Interestingly, COP29 established the Baku high-level dialogue on adaptation, to be convened on the margins of subsequent COP sessions. The aim of this high-level dialogue is to identify ways of enhancing implementation of the UAE Framework for Global Climate Resilience. This high-level dialogue could possibly elevate adaptation as a political priority for governments in the future and could serve to ramp up much needed ambition on adaptation – both action and support. But this of course remains to be seen.
The road to Belém and COP30
Overall, it seemed that those voices looking to lower ambition won the day across all the negotiating tracks at COP29. A very difficult pill to swallow considering escalating climate impacts and resulting suffering, especially amongst the most vulnerable.
Governments must submit new 2035 NDCs by February next year, ensuring they align with the 1.5°C limit. For many, this will necessitate revisiting 2030 targets, as delayed action this decade means many pathways to 1.5°C go out the window. As per the Paris Agreement, they must show for the first time that their targets represent the highest possible ambition. They must also respond to the Global Stocktake goals and present clear plans for transitioning away from fossil fuels.

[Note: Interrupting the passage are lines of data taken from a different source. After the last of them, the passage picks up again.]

//! Eviction of locally cached remote media.
//!
//! Remote attachments older than the cache window lose their stored blobs
//! and have `cached` cleared. The record, including `remote_url`, stays so
//! the media can be recached on demand.

use std::time::{Duration, Instant};

use chrono::{DateTime, Utc};
use tokio_util::sync::CancellationToken;

use mediahub_core::result::AppResult;
use mediahub_entity::MediaAttachment;

use crate::context::MediaContext;

/// Outcome of one prune pass.
#[derive(Debug, Clone, Copy, PartialEq, Eq)]
pub struct PruneReport {
    /// Attachments uncached during this pass.
    pub pruned: usize,
    /// Whether the pass stopped early on cancellation.
    pub cancelled: bool,
    /// Wall-clock time the pass took.
    pub elapsed: Duration,
    /// When the pass ended.
    pub finished_at: DateTime<Utc>,
}

/// Uncache every cached remote attachment created more than
/// `older_than_days` days ago, scanning `batch_size` records at a time.
///
/// Cancellation is checked before each page and each record; a cancelled pass
/// returns what it pruned so far rather than an error.
pub async fn prune_remote(
    ctx: &MediaContext,
    older_than_days: u32,
    batch_size: usize,
    cancel: &CancellationToken,
) -> AppResult<PruneReport> {
    let started = Instant::now();
    let cutoff = Utc::now() - chrono::Duration::days(i64::from(older_than_days));
    let batch_size = batch_size.max(1);
    let mut pruned = 0;
    let mut cancelled = false;

    tracing::debug!(cutoff = %cutoff, batch_size, "Pruning remote media cache");

    'scan: loop {
        if cancel.is_cancelled() {
            cancelled = true;
            break;
        }

        let page = ctx
            .attachments
            .find_cached_remote_older_than(cutoff, batch_size)
            .await?;
        let last_page = page.len() < batch_size;

        for attachment in page {
            if cancel.is_cancelled() {
                cancelled = true;
                break 'scan;
            }
            uncache(ctx, attachment).await?;
            pruned += 1;
        }

        if last_page {
            break;
        }
    }

    let report = PruneReport {
        pruned,
        cancelled,
        elapsed: started.elapsed(),
        finished_at: Utc::now(),
    };
    if cancelled {
        tracing::info!(pruned, "Remote media prune cancelled");
    }
    Ok(report)
}

async fn uncache(ctx: &MediaContext, mut attachment: MediaAttachment) -> AppResult<()> {
    for path in attachment.blob_paths() {
        ctx.storage.delete(path).await?;
    }

    attachment.cached = false;
    attachment.updated_at = Utc::now();
    ctx.attachments.update(&attachment).await?;

    tracing::trace!(attachment_id = %attachment.id, "Uncached remote attachment");
    Ok(())
}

Much work needs to be done to build momentum towards the next COP. Civil society at the national level will need to push their governments to submit ambitious NDCs. Governments will need to make the case to their electorates of the urgent need for climate action. And with the Brazilian President signalling his intentions of climate talks with high ambition, we must all capitalise on this opportunity to push the needle on climate action.